Rails: Developing on Win7?

Looking to learn Rails but hoping to stick with Win7/xp as all of the machines I work on run one of those two OSs. Would hate to be stuck to my laptop for development b/c its the only machine I have running ubuntu. Am I shooting myself in the foot by trying to learn rails on windows?

Looking to learn Rails but hoping to stick with Win7/xp as all of the

machines I work on run one of those two OSs. Would hate to be stuck to

my laptop for development b/c its the only machine I have running

ubuntu. Am I shooting myself in the foot by trying to learn rails on

windows?

No, but starting out use Instant Rails or the like… even though when you are learning even getting things fully working on Mac can take a bit of a learning curve, but at least on Mac you have a lot of support… that said, if you really fall in love with Rails, do ditch windows and if you have the choice avoid deploying on Windows server, do it! Also you may want to consider using a Linux vm (i.e. Ubuntu) on your windows machines… another option.

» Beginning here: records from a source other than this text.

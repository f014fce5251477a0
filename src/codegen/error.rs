//! Codegen-time diagnostics. Every condition here is one the semantic
//! analyzer is already expected to have ruled out; reaching one means an
//! internal invariant between `crate::semantic` and `crate::codegen` was
//! violated, not a user-facing mistake in the source program.

use std::fmt::{self, Display};

#[derive(Debug, Clone, PartialEq, Eq)]
pub struct CodegenError {
    pub message: String,
}

impl Display for CodegenError {
    fn fmt(&self, f: &mut fmt::Formatter<'_>) -> fmt::Result {
        write!(f, "internal codegen error: {}", self.message)
    }
}

impl std::error::Error for CodegenError {}

impl CodegenError {
    pub fn new(message: impl Into<String>) -> Self {
        CodegenError {
            message: message.into(),
        }
    }
}
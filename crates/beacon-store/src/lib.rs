//! Beacon Store - Telemetry storage with a primary and a fallback engine
//!
//! [`StorageCoordinator`] is the entry point. It selects the SQLite engine
//! (running in its own worker behind a retrying message channel) when that
//! engine initializes, and an in-process key-value engine otherwise.

pub mod channel;
pub mod config;
pub mod coordinator;
pub mod engine;
pub mod error;
pub mod fallback;
pub mod primary;
pub mod pruner;

pub use channel::{ChannelFault, RetryPolicy, RetryingChannel, Transport};
pub use config::*;
pub use coordinator::StorageCoordinator;
pub use engine::StoreEngine;
pub use error::*;
pub use fallback::FallbackEngine;
pub use primary::PrimaryEngine;
pub use pruner::{EntityLimits, PrunerHandle, RetentionPolicy, RetentionPruner};

pub use beacon_types as types;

I haven’t had a chance to try this out, but it looks very promising. http://railsinstaller.org/

it was featured in an article on Ruby Inside http://www.rubyinside.com/rails-installer-ruby-and-rails-on-windows-in-a-single-install-4201.html

Ben Giordano wrote in post #976696:

Looking to learn Rails but hoping to stick with Win7/xp as all of the machines I work on run one of those two OSs. Would hate to be stuck to my laptop for development b/c its the only machine I have running ubuntu. Am I shooting myself in the foot by trying to learn rails on windows?

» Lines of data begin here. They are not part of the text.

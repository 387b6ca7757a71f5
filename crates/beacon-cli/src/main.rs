//! Beacon CLI
//!
//! Inspect and administer a Beacon telemetry store from the command line.

mod commands;

use anyhow::{Context, Result};
use beacon_store::{StorageConfig, StorageCoordinator};
use beacon_types::{EntityKind, RecordId};
use clap::{Parser, Subcommand};
use colored::Colorize;
use std::path::PathBuf;
use tracing::{error, info};

#[derive(Parser)]
#[command(name = "beaconctl")]
#[command(author, version, about = "Beacon - telemetry storage administration", long_about = None)]
struct Cli {
    #[command(subcommand)]
    command: Commands,

    /// Configuration file (YAML, TOML or JSON)
    #[arg(short, long, global = true, env = "BEACON_CONFIG")]
    config: Option<PathBuf>,

    /// SQLite database file, overriding the configuration
    #[arg(long, global = true)]
    database: Option<PathBuf>,

    /// Fallback snapshot file, overriding the configuration
    #[arg(long, global = true)]
    snapshot: Option<PathBuf>,

    /// Skip the primary engine and use the fallback store
    #[arg(long, global = true)]
    fallback: bool,

    /// Enable verbose logging
    #[arg(short, long, global = true)]
    verbose: bool,
}

#[derive(Subcommand)]
enum Commands {
    /// Insert records from a JSON Lines file
    Ingest {
        /// Entity kind (captured_call, logged_error, token_event, script_asset)
        kind: EntityKind,
        /// One JSON object per line
        file: PathBuf,
    },

    /// Print one page of records, newest first
    Query {
        kind: EntityKind,

        #[arg(short, long, default_value_t = 20)]
        limit: usize,

        #[arg(short, long, default_value_t = 0)]
        offset: usize,

        /// Only captured calls with this url
        #[arg(long, conflicts_with_all = ["severity", "domain"])]
        url: Option<String>,

        /// Only logged errors with this severity
        #[arg(long, conflicts_with = "domain")]
        severity: Option<String>,

        /// Only script assets from this domain
        #[arg(long)]
        domain: Option<String>,
    },

    /// Record count per entity
    Counts,

    /// Active engine and approximate size
    Info,

    /// Delete one record
    Delete { kind: EntityKind, id: RecordId },

    /// Delete expired records, then cap every entity
    Prune {
        /// Maximum record age, e.g. 90s, 30m, 24h or 7d
        #[arg(long, value_parser = commands::parse_age)]
        max_age: std::time::Duration,

        /// Records kept per entity
        #[arg(long)]
        max_records: u64,
    },

    /// Delete every record of one entity
    Clear { kind: EntityKind },

    /// Run the retention pruner until interrupted
    Retain {
        /// Run a single pass and exit
        #[arg(long)]
        once: bool,
    },
}

async fn open(cli: &Cli) -> Result<StorageCoordinator> {
    let mut config =
        StorageConfig::load(cli.config.as_deref()).context("Failed to load configuration")?;
    if let Some(database) = &cli.database {
        config.primary.database_path = Some(database.clone());
    }
    if let Some(snapshot) = &cli.snapshot {
        config.fallback.snapshot_path = Some(snapshot.clone());
    }
    if cli.fallback {
        config.primary.enabled = false;
    }
    // One-shot commands must not prune behind the caller's back; `retain` starts it
    config.retention.enabled = false;
    StorageCoordinator::open(config)
        .await
        .context("Failed to open storage")
}

#[tokio::main]
async fn main() -> Result<()> {
    let cli = Cli::parse();

    let subscriber = tracing_subscriber::fmt()
        .with_env_filter(if cli.verbose {
            "beacon_cli=debug,beacon_store=debug"
        } else {
            "beacon_cli=info,beacon_store=warn"
        })
        .with_target(false)
        .with_thread_ids(false)
        .with_file(false)
        .with_line_number(false)
        .with_writer(std::io::stderr)
        .finish();
    tracing::subscriber::set_global_default(subscriber)?;

    let coordinator = open(&cli).await?;
    info!("Using {} engine", coordinator.engine_kind());

    let result = match cli.command {
        Commands::Ingest { kind, file } => commands::ingest::run(&coordinator, kind, &file).await,
        Commands::Query {
            kind,
            limit,
            offset,
            url,
            severity,
            domain,
        } => match commands::inspect::filter(url, severity, domain) {
            Ok(filter) => commands::inspect::query(&coordinator, kind, filter, limit, offset).await,
            Err(e) => Err(e),
        },
        Commands::Counts => commands::inspect::counts(&coordinator).await,
        Commands::Info => commands::inspect::info(&coordinator).await,
        Commands::Delete { kind, id } => commands::admin::delete(&coordinator, kind, id).await,
        Commands::Prune {
            max_age,
            max_records,
        } => commands::admin::prune(&coordinator, max_age, max_records).await,
        Commands::Clear { kind } => commands::admin::clear(&coordinator, kind).await,
        Commands::Retain { once } => commands::admin::retain(&coordinator, once).await,
    };

    // Flush and release even when the command failed
    let closed = coordinator.close().await;

    if let Err(ref e) = result {
        error!("Command failed: {:#}", e);
        eprintln!("{} {:#}", "Error:".red().bold(), e);
        std::process::exit(1);
    }
    closed.context("Failed to close storage")?;

    result
}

Yes. Windows is not a suitable platform for serious server-side software development. At the very least you'll want a *nix VM.

Best,

I have been developing in Windows for a while now and it's true that there is no much support or love for it in the RoR world. If you really want to keep going with Windows, though, if I were you I would get the rubyinstaller and DevKit right away from Downloads. To install DevKit follow instructions at https://github.com/oneclick/rubyinstaller/wiki/Development-Kit.

Most of the problems I have had working with Windows were because of the DB adapters.

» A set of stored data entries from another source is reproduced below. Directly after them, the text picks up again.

//! Fallback store engine: in-process transactional key-value tables
//!
//! Used when the primary engine cannot be initialized. Each entity lives in
//! its own [`KvTable`]; every operation holds that table's exclusive guard for
//! its whole duration, so a reader never observes a half-applied write.

mod snapshot;
mod table;

use async_trait::async_trait;
use beacon_types::{
    DeleteOutcome, EngineKind, EntityKind, EntityPruneStats, Page, QueryFilter, Record, RecordId,
    Timestamp,
};
use dashmap::DashMap;
use std::collections::BTreeMap;
use std::path::PathBuf;
use std::sync::atomic::{AtomicBool, Ordering};
use tracing::{debug, info};

use crate::config::FallbackConfig;
use crate::engine::StoreEngine;
use crate::error::Result;
use snapshot::{Snapshot, TableSnapshot};
use table::KvTable;

pub struct FallbackEngine {
    tables: DashMap<EntityKind, KvTable>,
    snapshot_path: Option<PathBuf>,
    /// Set by mutations, cleared once a snapshot is written
    dirty: AtomicBool,
}

impl FallbackEngine {
    /// Purely in-memory, nothing persisted
    pub fn new() -> Self {
        let tables = DashMap::new();
        for kind in EntityKind::ALL {
            tables.insert(kind, KvTable::default());
        }
        Self {
            tables,
            snapshot_path: None,
            dirty: AtomicBool::new(false),
        }
    }

    /// Open the engine, restoring the snapshot if one is configured and present
    pub async fn open(config: &FallbackConfig) -> Result<Self> {
        let mut engine = Self::new();
        let Some(path) = config.snapshot_path.clone() else {
            info!("Fallback engine opened in memory");
            return Ok(engine);
        };

        if let Some(snapshot) = snapshot::load(&path).await? {
            for (kind, table) in snapshot.tables {
                engine
                    .tables
                    .insert(kind, KvTable::restore(table.next_id, table.records));
            }
        }
        info!("Fallback engine opened with snapshot {}", path.display());
        engine.snapshot_path = Some(path);
        Ok(engine)
    }

    fn capture(&self) -> Snapshot {
        let tables = self
            .tables
            .iter()
            .map(|entry| {
                let table = entry.value();
                (
                    *entry.key(),
                    TableSnapshot {
                        next_id: table.next_id(),
                        records: table.records().cloned().collect(),
                    },
                )
            })
            .collect::<BTreeMap<_, _>>();
        Snapshot::new(tables)
    }

    fn mark_dirty(&self) {
        self.dirty.store(true, Ordering::Release);
    }
}

impl Default for FallbackEngine {
    fn default() -> Self {
        Self::new()
    }
}

#[async_trait]
impl StoreEngine for FallbackEngine {
    fn kind(&self) -> EngineKind {
        EngineKind::Fallback
    }

    async fn insert(&self, record: Record) -> Result<RecordId> {
        let id = self.tables.entry(record.kind()).or_default().insert(record);
        self.mark_dirty();
        Ok(id)
    }

    async fn query(
        &self,
        kind: EntityKind,
        filter: Option<QueryFilter>,
        limit: usize,
        offset: usize,
    ) -> Result<Page> {
        if let Some(filter) = &filter {
            filter.check(kind)?;
        }
        // Exclusive: the cursor cache is updated by reads too
        Ok(self.tables.entry(kind).or_default().query(filter, limit, offset))
    }

    async fn delete_by_id(&self, kind: EntityKind, id: RecordId) -> Result<DeleteOutcome> {
        let outcome = self.tables.entry(kind).or_default().delete(id);
        if outcome.is_deleted() {
            self.mark_dirty();
        }
        Ok(outcome)
    }

    async fn prune(
        &self,
        kind: EntityKind,
        cutoff: Timestamp,
        max_records: u64,
    ) -> Result<EntityPruneStats> {
        let stats = self
            .tables
            .entry(kind)
            .or_default()
            .prune(cutoff, max_records);
        if stats.removed() > 0 {
            self.mark_dirty();
        }
        debug!("Fallback pruned {}: {:?}", kind, stats);
        Ok(stats)
    }

    async fn count(&self, kind: EntityKind) -> Result<u64> {
        Ok(self.tables.get(&kind).map(|t| t.len()).unwrap_or(0))
    }

    async fn clear(&self, kind: EntityKind) -> Result<u64> {
        let removed = self.tables.entry(kind).or_default().clear();
        self.mark_dirty();
        Ok(removed)
    }

    async fn approximate_size_bytes(&self) -> Result<u64> {
        Ok(self.tables.iter().map(|t| t.bytes()).sum())
    }

    async fn flush(&self) -> Result<()> {
        let Some(path) = &self.snapshot_path else {
            return Ok(());
        };
        if !self.dirty.swap(false, Ordering::AcqRel) {
            return Ok(());
        }
        let snapshot = self.capture();
        if let Err(e) = snapshot::save(path, &snapshot).await {
            self.mark_dirty();
            return Err(e);
        }
        Ok(())
    }

    async fn shutdown(&self) -> Result<()> {
        self.flush().await?;
        info!("Fallback engine shut down");
        Ok(())
    }
}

To work with MS SQL you will need 2 gems: activerecord-sqlserver-adapter ruby-odbc

Working with MS SQL you will probably want to stick to ODBC so you will need to create a System DSN. In Windows 7 first try to create it the regular way but it probably will not work. If it does not work then you will need to delete what you just created and then use the executable at C:\Windows\SysWOW64\odbcad32.exe. This is the 32-bit version.

To work with Oracle you will also need 2 gems: activerecord-oracle_enhanced-adapter ruby-oci8

Good luck

Genius, thank you all for your great responses. I have been lurking around many resources online and feel like Ubuntu is the best way to go for learning rails. Will take a bit of work to get up and running but seems like a much better decision in the long run.

thanks,

Ben

if you are looking into using Ubuntu, check out this screencast http://www.rubyinside.com/how-to-install-ruby-1-9-2-and-rails-3-0-on-ubuntu-10-10-4148.html or use the one line installer http://www.rubyinside.com/ its the latest article.

Jason

Ben Giordano wrote in post #976992:

Genius, thank you all for your great responses. I have been lurking around many resources online and feel like Ubuntu is the best way to go for learning rails.

Actually, Mac OS is probably the best way to go, but Ubuntu will work well. I've also heard good things about VirtualRails, which is a Mint Linux VM with a Rails dev environment preinstalled.

Will take a bit of work to get up and running but seems like a much better decision in the long run.

Yes. (Anything that lessens your use of Windows is probably a good decision.)

Miscellaneous tips: * Use RVM. Use RVM. Use RVM. * On Ubuntu, install gems through the Gem program, not the system package manager (even if you're not using RVM). * Do all development test-first, preferably with RSpec and Cucumber. Avoid Rails' built-in fixtures at all costs; use factories instead. * Use version control religiously (I highly recommend Git). * http://www.railstutorial.org and http://www.railscasts.com are invaluable. * The hidden advantage of Rails is the Ruby language. Learn it very well. http://www.railsapi.com , besides presenting the Rails docs more readably than the official site, has the Ruby standard library docs in the same format. Win. * Don't try to use a Rails 2 book to learn Rails 3. * Learn SQL well if you don't already know it; likewise for database normalization strategies. ActiveRecord exists to aid DB access, not to obviate learning SQL. * Always use the Foreigner gem to create foreign key constraints in your DB. The lack of core support for this is a major oversight in Rails, which is why Foreigner is so useful. * Rails tends to make good things easy and bad things hard. If it's hard, you're probably doing it wrong.

Good luck! Rails development can be exhilarating.